You're right of course. This is part of another PR that's already merging (just bors-). I'll make the change there (#68256) and rebase this PR.

pkg/ccl/changefeedccl/kvevent/blocking_buffer.go, line 90 at r2 (raw file):

Previously, ajwerner wrote…

I'd prefer if you just built yourself a data type like quotapool.IntAlloc. It'd be literally exactly like that. This callback thing doesn't feel like it's giving you all that much. If you make a data type you can also stick a Merge method on it to accumulate inside the sink which should also allow for way less synchronization.

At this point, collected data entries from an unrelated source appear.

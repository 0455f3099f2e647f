use std::collections::BTreeMap;
use std::fmt;

use actix_web::http::{header, StatusCode};
use actix_web::{HttpResponse, ResponseError};
use log::error;
use serde::Serialize;
use serde_json::json;

/// Per-field validation messages, serialized as `{ "field": ["msg", ...] }`.
#[derive(Clone, Debug, Default, PartialEq, Eq, Serialize)]
#[serde(transparent)]
pub struct FieldErrors(BTreeMap<&'static str, Vec<String>>);

impl FieldErrors {
    pub fn add(&mut self, field: &'static str, message: impl Into<String>) {
        self.0.entry(field).or_default().push(message.into());
    }

    #[cfg(test)]
    pub fn contains(&self, field: &str) -> bool {
        self.0.contains_key(field)
    }

    #[cfg(test)]
    pub fn fields(&self) -> impl Iterator<Item = &'static str> + '_ {
        self.0.keys().copied()
    }
}

impl fmt::Display for FieldErrors {
    fn fmt(&self, f: &mut fmt::Formatter) -> fmt::Result {
        let mut first = true;
        for (field, messages) in &self.0 {
            if !first {
                f.write_str("; ")?;
            }
            first = false;
            write!(f, "{}: {}", field, messages.join(" "))?;
        }
        Ok(())
    }
}

#[derive(Debug, thiserror::Error)]
pub enum Error {
    #[error("invalid input: {0}")]
    Validation(FieldErrors),
    #[error("bad request: {0}")]
    BadRequest(String),
    #[error("unsupported media type {0:?}")]
    UnsupportedMediaType(String),
    #[error("{kind} {id} not found")]
    NotFound { kind: &'static str, id: i32 },
    #[error("authentication credentials were not provided")]
    Unauthorized,
    #[error("invalid token")]
    InvalidToken,
    #[error("permission denied")]
    Forbidden,
    #[error("database error: {0}")]
    Database(#[from] postgres::Error),
    #[error("connection pool error: {0}")]
    Pool(#[from] r2d2::Error),
    #[error("blocking task failed")]
    Blocking(#[from] actix_web::error::BlockingError),
    #[error("store error: {0}")]
    Store(String),
    #[error(transparent)]
    Config(#[from] crate::config::ConfigError),
}

impl Error {
    pub fn segment_not_found(id: i32) -> Error {
        Error::NotFound { kind: "road segment", id }
    }

    pub fn reading_not_found(id: i32) -> Error {
        Error::NotFound { kind: "speed reading", id }
    }

    fn detail(&self) -> &'static str {
        match self {
            Error::NotFound { .. } => "Not found.",
            Error::Unauthorized => "Authentication credentials were not provided.",
            Error::InvalidToken => "Invalid token.",
            Error::Forbidden => "You do not have permission to perform this action.",
            _ => "A server error occurred.",
        }
    }
}

impl ResponseError for Error {
    fn status_code(&self) -> StatusCode {
        match self {
            Error::Validation(_) | Error::BadRequest(_) => StatusCode::BAD_REQUEST,
            Error::UnsupportedMediaType(_) => StatusCode::UNSUPPORTED_MEDIA_TYPE,
            Error::NotFound { .. } => StatusCode::NOT_FOUND,
            Error::Unauthorized | Error::InvalidToken => StatusCode::UNAUTHORIZED,
            Error::Forbidden => StatusCode::FORBIDDEN,
            Error::Database(_)
            | Error::Pool(_)
            | Error::Blocking(_)
            | Error::Store(_)
            | Error::Config(_) => StatusCode::INTERNAL_SERVER_ERROR,
        }
    }

    fn error_response(&self) -> HttpResponse {
        let mut builder = HttpResponse::build(self.status_code());
        match self {
            Error::Validation(errors) => builder.json(errors),
            Error::BadRequest(detail) => builder.json(json!({ "detail": detail })),
            Error::UnsupportedMediaType(media_type) => builder.json(json!({
                "detail": format!("Unsupported media type \"{}\" in request.", media_type)
            })),
            Error::Unauthorized | Error::InvalidToken => builder
                .insert_header((header::WWW_AUTHENTICATE, "Token"))
                .json(json!({ "detail": self.detail() })),
            Error::Database(_)
            | Error::Pool(_)
            | Error::Blocking(_)
            | Error::Store(_)
            | Error::Config(_) => {
                error!("{}", self);
                builder.json(json!({ "detail": self.detail() }))
            }
            _ => builder.json(json!({ "detail": self.detail() })),
        }
    }
}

Good idea -- done. See bufferEntryAlloc.

pkg/ccl/changefeedccl/kvevent/blocking_buffer.go, line 127 at r2 (raw file):

Previously, ajwerner wrote…

Make this a cluster setting. You'll thank yourself later.

Done.

miretskiy

Reviewable status: complete! 0 of 0 LGTMs obtained (waiting on @ajwerner, @HonoreDB, and @stevendanna)

pkg/ccl/changefeedccl/kvevent/blocking_buffer.go, line 55 at r2 (raw file):

Previously, miretskiy (Yevgeniy Miretskiy) wrote…

You're right of course. This is part of another PR that's already merging (just bors-). I'll make the change there (#68256) and rebase this PR.

Done.

ajwerner

I think with another pass this can be cleaner.

Reviewed 1 of 1 files at r4.
Reviewable status: complete! 0 of 0 LGTMs obtained (waiting on @ajwerner, @HonoreDB, @miretskiy, and @stevendanna)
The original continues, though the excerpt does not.